Cheetah does not magically know the details about your experiment - it is necessary to tell Cheetah about the location and format of data files, detector calibration, and what analysis to perform. 


Most of this mess has been hidden behind a few configuration scripts which you will need to edit in order to provide the necessary information. This page will guide you through the key steps in setting up these scripts from scratch for a new experiment.


First, know the location of your data and where temporary files can be written.



At CXI, all data for your experiment will usually be in a location such as

    /reg/d/psdm/cxi/cxi12345

In this directory will be subdirectories with the raw data (xtc/), somewhere to write temporary files (scratch/), and a few other directories that don’t matter for now.

    [psexport02] cxi12345 > ls

    calib  ftc  hdf5  res  scratch  usr  xtc

1. Download the template

Expand the file /reg/g/cfel/cheetah/template.tar into the location where you want files to be placed:


> tar -xvf /reg/g/cfel/cheetah/template.tar


This will create the cheetah directory with a number of sub-directories containing a ‘starter kit’ of files:

> ls cheetah

calib  gui  hdf5  process

2. edit gui/crawler.config

Edit the file cheetah/gui/crawler.config

xtcdir should point to the location of your XTC files

hdf5dir should point to where you want the Cheetah output to go.  By default let this be the cheetah/hdf5 directory expanded by the template (but it can be elsewhere).

The rest can be left alone for now.

3. edit process/process

Edit the file cheetah/process/process


This script is a front-end to making Cheetah run, enabling data to be processed from the command line by simply typing the one-line command

    > ./process <Run#> <cheetah.ini> <tag>

This is the command executed by the ‘Run Cheetah’ button on the front of the GUI.

It should only be necessary to edit the experiment name.
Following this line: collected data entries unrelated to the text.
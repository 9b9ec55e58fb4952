//! Data Transfer Objects for API requests and responses.
//!
//! All DTOs use Serde for JSON serialization/deserialization and validator
//! for input validation.

pub mod health;
pub mod shorten;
The rest should should not need modification, but should be self-explanatory if changes need to be made (for example configuration files in ${expt}/res instead of ${expt}/scratch).
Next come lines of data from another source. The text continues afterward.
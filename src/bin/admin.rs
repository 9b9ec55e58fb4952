//! CLI administration tool for linkslug.
//!
//! Talks to the mapping store directly, without going through the HTTP API.
//!
//! # Usage
//!
//! ```bash
//! # Check the store connection
//! cargo run --bin admin -- db check
//!
//! # Count stored mappings
//! cargo run --bin admin -- stats
//!
//! # Show where a slug points
//! cargo run --bin admin -- lookup aB1cD2eF
//!
//! # Shorten a URL (prompts when the URL is omitted)
//! cargo run --bin admin -- shorten https://example.com -y
//! ```
//!
//! Uses the same configuration and credential file as the server.

use linkslug::application::services::MappingService;
use linkslug::config::{self, Config};
use linkslug::error::AppError;
use linkslug::server::{build_mapping_service, connect_pool};

use anyhow::Result;
use clap::{Parser, Subcommand};
use colored::*;
use dialoguer::{Confirm, Input};

/// CLI tool for managing linkslug.
#[derive(Parser)]
#[command(name = "admin")]
#[command(author, version, about, long_about = None)]
struct Cli {
    #[command(subcommand)]
    command: Commands,
}

/// Top-level command groups.
#[derive(Subcommand)]
enum Commands {
    /// Database operations
    Db {
        #[command(subcommand)]
        action: DbAction,
    },

    /// Show statistics
    Stats,

    /// Show the long URL behind a slug
    Lookup {
        /// Slug to resolve
        slug: String,
    },

    /// Create a short URL
    Shorten {
        /// Long URL (prompted for when omitted)
        url: Option<String>,

        /// Skip confirmation prompt
        #[arg(short = 'y', long)]
        yes: bool,
    },
}

/// Database operation subcommands.
#[derive(Subcommand)]
enum DbAction {
    /// Check database connection
    Check,
}

#[tokio::main]
async fn main() -> Result<()> {
    dotenvy::dotenv().ok();

    let cli = Cli::parse();
    let config = config::load_from_env()?;

    let pool = connect_pool(&config).await?;
    let service = build_mapping_service(&config, pool.clone());

    let result = match cli.command {
        Commands::Db { action } => handle_db_action(action, &config, &service).await,
        Commands::Stats => handle_stats(&service).await,
        Commands::Lookup { slug } => lookup(&service, &slug).await,
        Commands::Shorten { url, yes } => shorten(&service, url, yes).await,
    };

    pool.close().await;
    result
}

/// Dispatches database commands.
async fn handle_db_action(
    action: DbAction,
    config: &Config,
    service: &MappingService,
) -> Result<()> {
    match action {
        DbAction::Check => {
            println!("{}", "🔌 Database Check".bright_blue().bold());
            println!();
            println!(
                "  Credentials: {}",
                config.credentials_path.display().to_string().cyan()
            );

            service
                .ping()
                .await
                .map_err(|e| anyhow::anyhow!("Database unreachable: {}", e))?;

            println!("  Status:      {}", "CONNECTED".green().bold());
            println!();
        }
    }

    Ok(())
}

/// Displays the number of stored mappings.
async fn handle_stats(service: &MappingService) -> Result<()> {
    println!("{}", "📊 Statistics".bright_blue().bold());
    println!();

    let count = service
        .count()
        .await
        .map_err(|e| anyhow::anyhow!("Failed to count mappings: {}", e))?;

    println!("  Mappings: {}", count.to_string().bright_white().bold());
    println!();

    Ok(())
}

/// Prints the mapping for a slug.
async fn lookup(service: &MappingService, slug: &str) -> Result<()> {
    match service.resolve(slug).await {
        Ok(mapping) => {
            println!("  Slug:      {}", mapping.slug.cyan());
            println!(
                "  Short URL: {}",
                service.short_url(&mapping.slug).bright_yellow()
            );
            println!("  Long URL:  {}", mapping.long_url);
            println!(
                "  Created:   {}",
                mapping
                    .created_at
                    .format("%Y-%m-%d %H:%M:%S UTC")
                    .to_string()
                    .bright_black()
            );
            Ok(())
        }
        Err(AppError::NotFound(_)) => {
            println!("{}", format!("❌ No mapping for '{}'", slug).red());
            Ok(())
        }
        Err(e) => Err(anyhow::anyhow!("Lookup failed: {}", e)),
    }
}

/// Shortens a URL with an optional interactive prompt.
async fn shorten(service: &MappingService, url: Option<String>, skip_confirm: bool) -> Result<()> {
    println!("{}", "✂️  Shorten URL".bright_blue().bold());
    println!();

    let long_url = match url {
        Some(u) => u,
        None => Input::<String>::new().with_prompt("Long URL").interact_text()?,
    };

    if !skip_confirm {
        let confirmed = Confirm::new()
            .with_prompt(format!("Shorten {}?", long_url))
            .default(true)
            .interact()?;

        if !confirmed {
            println!("{}", "❌ Cancelled".red());
            return Ok(());
        }
    }

    let shortened = service
        .shorten(&long_url)
        .await
        .map_err(|e| anyhow::anyhow!("Failed to shorten: {}", e))?;

    println!();
    println!("{}", "✅ Short URL created".green().bold());
    println!("  {}", shortened.short_url.bright_yellow().bold());
    println!();

    Ok(())
}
The last three lines are various options for calling the hitfinder script using either (i) the SLAC batch queue, (ii) the SLAC batch queue with a separate job for each XTC stream, or (iii) output to the terminal.  Probably no need to change these (ii adds some speed at the expense of complexity, while option iii is useful for debugging if things go really wrong)


Actual details of the job submission process are hidden in the script hitfinder.  Probably no need to to touch the hitfinder script at all unless there are problems with how jobs are submitted to the batch queue (search for lines containing ‘bsub’).